Michael is the Director of Cropping Systems for the Center for Commercial Agriculture in the Department of Agricultural Economics Department at Purdue University. He received a B.S. and M.S. in Agricultural Economics from the University of Nebraska-Lincoln in 1984 and 1986, and a Ph.D. in Agricultural Economics from Purdue University in 1990. Michael’s extension and research interests include crop insurance, cropping systems, benchmarking, financial management, land markets, risk management, strategic management, and transition planning. He has presented material on these topics to state, national, and international audiences. In addition to his extension and research work, Michael has taught courses in economic theory, farm management, and risk management. Prior to arriving at Purdue, Michael spent 22 years in the Department of Agricultural Economics at Kansas State University. In addition to working on Extension and research projects, Michael taught courses in economic theory and farm management and worked closely with the Kansas Farm Management Association. He also conducted workshops for feed mill managers, emphasizing the importance of tracking financial performance, benchmarking and capital budgeting. In addition to conducting numerous workshops and presenting Extension and research information to numerous audiences in the United States, Michael has conducted workshops and given presentations in Australia, China, Ecuador, Ireland, Germany, New Zealand, Russia, South Africa and Tanzania. He is currently involved in agribenchmark, an international benchmarking group centered in Germany. Michael received a bachelor's degree and master's degree from the University of Nebraska-Lincoln. His doctorate is from Purdue University. Michael's family operates farms in eastern Nebraska.

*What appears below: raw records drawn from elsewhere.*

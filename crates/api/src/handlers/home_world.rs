//! Handlers for the `/home-worlds` resource and its owned quirks and classes.

use acolyte_core::catalog::validate_roll_range;
use acolyte_core::error::CoreError;
use acolyte_core::types::DbId;
use acolyte_db::models::home_world::{
    CreateHomeWorld, CreateHomeWorldClass, CreateQuirk, HomeWorld, HomeWorldAssociation,
    HomeWorldClass, HomeWorldDetail, Quirk, UpdateHomeWorld,
};
use acolyte_db::models::link::SetLinks;
use acolyte_db::repositories::{HomeWorldRepo, LinkRepo};
use axum::extract::{Path, State};
use axum::http::StatusCode;
use axum::Json;
use validator::Validate;

use crate::error::{AppError, AppResult};
use crate::state::AppState;

fn home_world_not_found(id: DbId) -> AppError {
    AppError::Core(CoreError::NotFound {
        entity: "HomeWorld",
        id,
    })
}

async fn find_home_world(state: &AppState, id: DbId) -> AppResult<HomeWorld> {
    HomeWorldRepo::find_by_id(&state.pool, id)
        .await?
        .ok_or_else(|| home_world_not_found(id))
}

/// POST /api/v1/home-worlds
pub async fn create(
    State(state): State<AppState>,
    Json(input): Json<CreateHomeWorld>,
) -> AppResult<(StatusCode, Json<HomeWorld>)> {
    input.validate()?;
    validate_roll_range(input.start_roll, input.end_roll)?;
    let home_world = HomeWorldRepo::create(&state.pool, &input).await?;
    Ok((StatusCode::CREATED, Json(home_world)))
}

/// GET /api/v1/home-worlds
pub async fn list(State(state): State<AppState>) -> AppResult<Json<Vec<HomeWorld>>> {
    let home_worlds = HomeWorldRepo::list(&state.pool).await?;
    Ok(Json(home_worlds))
}

/// GET /api/v1/home-worlds/{id}
pub async fn get_by_id(
    State(state): State<AppState>,
    Path(id): Path<DbId>,
) -> AppResult<Json<HomeWorldDetail>> {
    let detail = HomeWorldRepo::find_detail(&state.pool, id)
        .await?
        .ok_or_else(|| home_world_not_found(id))?;
    Ok(Json(detail))
}

/// PUT /api/v1/home-worlds/{id}
///
/// A partial update of the roll range is checked against the stored bound
/// it leaves in place.
pub async fn update(
    State(state): State<AppState>,
    Path(id): Path<DbId>,
    Json(input): Json<UpdateHomeWorld>,
) -> AppResult<Json<HomeWorld>> {
    input.validate()?;
    if input.start_roll.is_some() || input.end_roll.is_some() {
        let existing = find_home_world(&state, id).await?;
        validate_roll_range(
            input.start_roll.unwrap_or(existing.start_roll),
            input.end_roll.unwrap_or(existing.end_roll),
        )?;
    }

    let home_world = HomeWorldRepo::update(&state.pool, id, &input)
        .await?
        .ok_or_else(|| home_world_not_found(id))?;
    Ok(Json(home_world))
}

/// DELETE /api/v1/home-worlds/{id}
pub async fn delete(
    State(state): State<AppState>,
    Path(id): Path<DbId>,
) -> AppResult<StatusCode> {
    if HomeWorldRepo::delete(&state.pool, id).await? {
        Ok(StatusCode::NO_CONTENT)
    } else {
        Err(home_world_not_found(id))
    }
}

/// PUT /api/v1/home-worlds/{id}/{association}
///
/// `association` is one of `skills`, `traits`, `career-paths`.
pub async fn set_association(
    State(state): State<AppState>,
    Path((id, slug)): Path<(DbId, String)>,
    Json(input): Json<SetLinks>,
) -> AppResult<Json<SetLinks>> {
    let association = HomeWorldAssociation::from_slug(&slug).ok_or_else(|| {
        AppError::BadRequest(format!("Unknown home world association '{slug}'"))
    })?;
    find_home_world(&state, id).await?;

    let ids = LinkRepo::replace(&state.pool, association.link(), id, &input.ids).await?;
    Ok(Json(SetLinks { ids }))
}

// ---------------------------------------------------------------------------
// Quirks
// ---------------------------------------------------------------------------

/// GET /api/v1/home-worlds/{id}/quirks
pub async fn list_quirks(
    State(state): State<AppState>,
    Path(id): Path<DbId>,
) -> AppResult<Json<Vec<Quirk>>> {
    find_home_world(&state, id).await?;
    let quirks = HomeWorldRepo::list_quirks(&state.pool, id).await?;
    Ok(Json(quirks))
}

/// POST /api/v1/home-worlds/{id}/quirks
pub async fn create_quirk(
    State(state): State<AppState>,
    Path(id): Path<DbId>,
    Json(input): Json<CreateQuirk>,
) -> AppResult<(StatusCode, Json<Quirk>)> {
    input.validate()?;
    find_home_world(&state, id).await?;
    let quirk = HomeWorldRepo::create_quirk(&state.pool, id, &input).await?;
    Ok((StatusCode::CREATED, Json(quirk)))
}

// ---------------------------------------------------------------------------
// Classes
// ---------------------------------------------------------------------------

/// GET /api/v1/home-worlds/{id}/classes
pub async fn list_classes(
    State(state): State<AppState>,
    Path(id): Path<DbId>,
) -> AppResult<Json<Vec<HomeWorldClass>>> {
    find_home_world(&state, id).await?;
    let classes = HomeWorldRepo::list_classes(&state.pool, id).await?;
    Ok(Json(classes))
}

/// POST /api/v1/home-worlds/{id}/classes
pub async fn create_class(
    State(state): State<AppState>,
    Path(id): Path<DbId>,
    Json(input): Json<CreateHomeWorldClass>,
) -> AppResult<(StatusCode, Json<HomeWorldClass>)> {
    input.validate()?;
    find_home_world(&state, id).await?;
    let class = HomeWorldRepo::create_class(&state.pool, id, &input).await?;
    Ok((StatusCode::CREATED, Json(class)))
}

Nick Lancaster is a graduate student completing a MS in Agricultural Economics. He has completed a BS and MS in Animal Sciences and is committed to the success of agriculture. Nick has experience in interpreting and relaying scientific information to producers. He is passionate about the success of agricultural operations, especially family-owned operations. Nick is interested in combining his scientific production skills with production economics and economic decision making, with hopes to be able to more efficiently assist agricultural operations.